PROMPT
Which lines below hold the word "derive"? Copy all of them.

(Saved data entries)
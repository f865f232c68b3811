//! The network's proof-verification public key.

use rsa::pkcs1::DecodeRsaPublicKey;
use rsa::traits::PublicKeyParts;
use rsa::RsaPublicKey;
use thiserror::Error;

#[derive(Debug, Error, Clone, PartialEq, Eq)]
pub enum KeyError {
    #[error("empty key")]
    Empty,

    #[error("malformed PKCS#1 public key: {0}")]
    Malformed(String),
}

/// RSA public key published on chain, decoded from PKCS#1 DER.
#[derive(Clone, Debug, PartialEq, Eq)]
pub struct VerificationKey {
    der: Vec<u8>,
    key: RsaPublicKey,
}

impl VerificationKey {
    pub fn from_der(der: Vec<u8>) -> Result<Self, KeyError> {
        if der.is_empty() {
            return Err(KeyError::Empty);
        }
        let key = RsaPublicKey::from_pkcs1_der(&der)
            .map_err(|e| KeyError::Malformed(e.to_string()))?;
        Ok(Self { der, key })
    }

    pub fn as_der(&self) -> &[u8] {
        &self.der
    }

    pub fn public_key(&self) -> &RsaPublicKey {
        &self.key
    }

    /// Modulus length in bits.
    pub fn bits(&self) -> usize {
        self.key.size() * 8
    }
}

#[cfg(test)]
pub(crate) mod tests {
    use super::*;

    /// A 2048-bit RSA public key in PKCS#1 DER.
    pub(crate) const SAMPLE_PKCS1: &[u8] = &[
    0x30, 0x82, 0x01, 0x0a, 0x02, 0x82, 0x01, 0x01, 0x00, 0xa9, 0xc6, 0x70,
    0xf6, 0x79, 0x6d, 0x6d, 0xec, 0xf0, 0xb8, 0x40, 0x16, 0x41, 0xca, 0xc4,
    0x91, 0xfd, 0xb4, 0x8a, 0xad, 0x30, 0x8a, 0xb1, 0x6e, 0xbb, 0x7f, 0x5f,
    0xfa, 0x8f, 0x22, 0xe3, 0x15, 0x73, 0xc1, 0xf6, 0x22, 0x7b, 0x43, 0xb0,
    0x62, 0x73, 0xf1, 0x17, 0xcf, 0x66, 0x17, 0xf4, 0xa9, 0xdd, 0x86, 0xef,
    0x10, 0xad, 0xf1, 0xb6, 0x09, 0x71, 0x78, 0x93, 0x40, 0x45, 0xba, 0x1b,
    0x4d, 0x9d, 0x84, 0x79, 0x33, 0x92, 0x8a, 0xaf, 0xa7, 0x89, 0xbe, 0x3d,
    0xd9, 0x91, 0xdf, 0x7d, 0xd1, 0x1f, 0x00, 0x56, 0xae, 0xb0, 0xe4, 0xd1,
    0xbd, 0xee, 0x59, 0x18, 0xfa, 0xa2, 0x2f, 0x32, 0x76, 0x57, 0x9b, 0xf1,
    0xbc, 0x99, 0x24, 0xfb, 0xec, 0xbb, 0x71, 0xaf, 0xdd, 0x90, 0xd0, 0xf2,
    0xfe, 0x3e, 0x48, 0x7f, 0x36, 0x07, 0x47, 0x3f, 0x6a, 0x5e, 0x5d, 0xd3,
    0x45, 0xd4, 0x19, 0x62, 0x99, 0x8a, 0xb6, 0x32, 0xca, 0x6f, 0x07, 0x1b,
    0x69, 0xad, 0x3b, 0xb9, 0xf9, 0xae, 0xa4, 0x3b, 0xf4, 0x1e, 0xec, 0x2f,
    0x97, 0x2d, 0x19, 0x97, 0x28, 0x91, 0xa2, 0x71, 0x9d, 0x28, 0x38, 0x2c,
    0x3f, 0x1b, 0x75, 0xa5, 0xcf, 0x39, 0xce, 0xf7, 0x81, 0xc1, 0xa9, 0x00,
    0x52, 0x63, 0x30, 0x92, 0xf2, 0x17, 0x23, 0x2b, 0xf2, 0x81, 0xf9, 0xad,
    0xfd, 0x35, 0x57, 0xa9, 0x62, 0xf3, 0x5f, 0xdd, 0x5c, 0xfa, 0xa2, 0x9d,
    0x59, 0xcb, 0x6a, 0x2b, 0x4b, 0x79, 0xe5, 0xb9, 0xa0, 0x69, 0x5d, 0xf5,
    0x0c, 0xbf, 0x17, 0x0a, 0xfb, 0xe1, 0x6f, 0x95, 0xb8, 0xe0, 0x86, 0xd4,
    0x4f, 0x3b, 0x9d, 0x89, 0x25, 0xd3, 0x3d, 0x55, 0xa9, 0xfa, 0x16, 0x92,
    0x13, 0x68, 0x59, 0x82, 0xba, 0xe9, 0xb3, 0x23, 0xb0, 0x74, 0x39, 0x2f,
    0x62, 0xea, 0xb9, 0x40, 0xbb, 0x5c, 0xbf, 0x6e, 0x7f, 0xf0, 0x1d, 0xe8,
    0x53, 0x02, 0x03, 0x01, 0x00, 0x01,
    ];

    #[test]
    fn decodes_pkcs1_key() {
        let key = VerificationKey::from_der(SAMPLE_PKCS1.to_vec()).unwrap();
        assert_eq!(key.bits(), 2048);
        assert_eq!(key.as_der(), SAMPLE_PKCS1);
    }

    #[test]
    fn rejects_empty_key() {
        assert_eq!(VerificationKey::from_der(vec![]), Err(KeyError::Empty));
    }

    #[test]
    fn rejects_bare_sequences() {
        for der in [vec![0x30, 0x00], vec![0x30, 0x03, 0x02, 0x01, 0x01]] {
            assert!(matches!(
                VerificationKey::from_der(der),
                Err(KeyError::Malformed(_))
            ));
        }
    }

    #[test]
    fn rejects_truncated_key() {
        let truncated = SAMPLE_PKCS1[..SAMPLE_PKCS1.len() - 1].to_vec();
        assert!(VerificationKey::from_der(truncated).is_err());
    }
}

EXERCISE RESULT
#[derive(Debug, Error, Clone, PartialEq, Eq)]
#[derive(Clone, Debug, PartialEq, Eq)]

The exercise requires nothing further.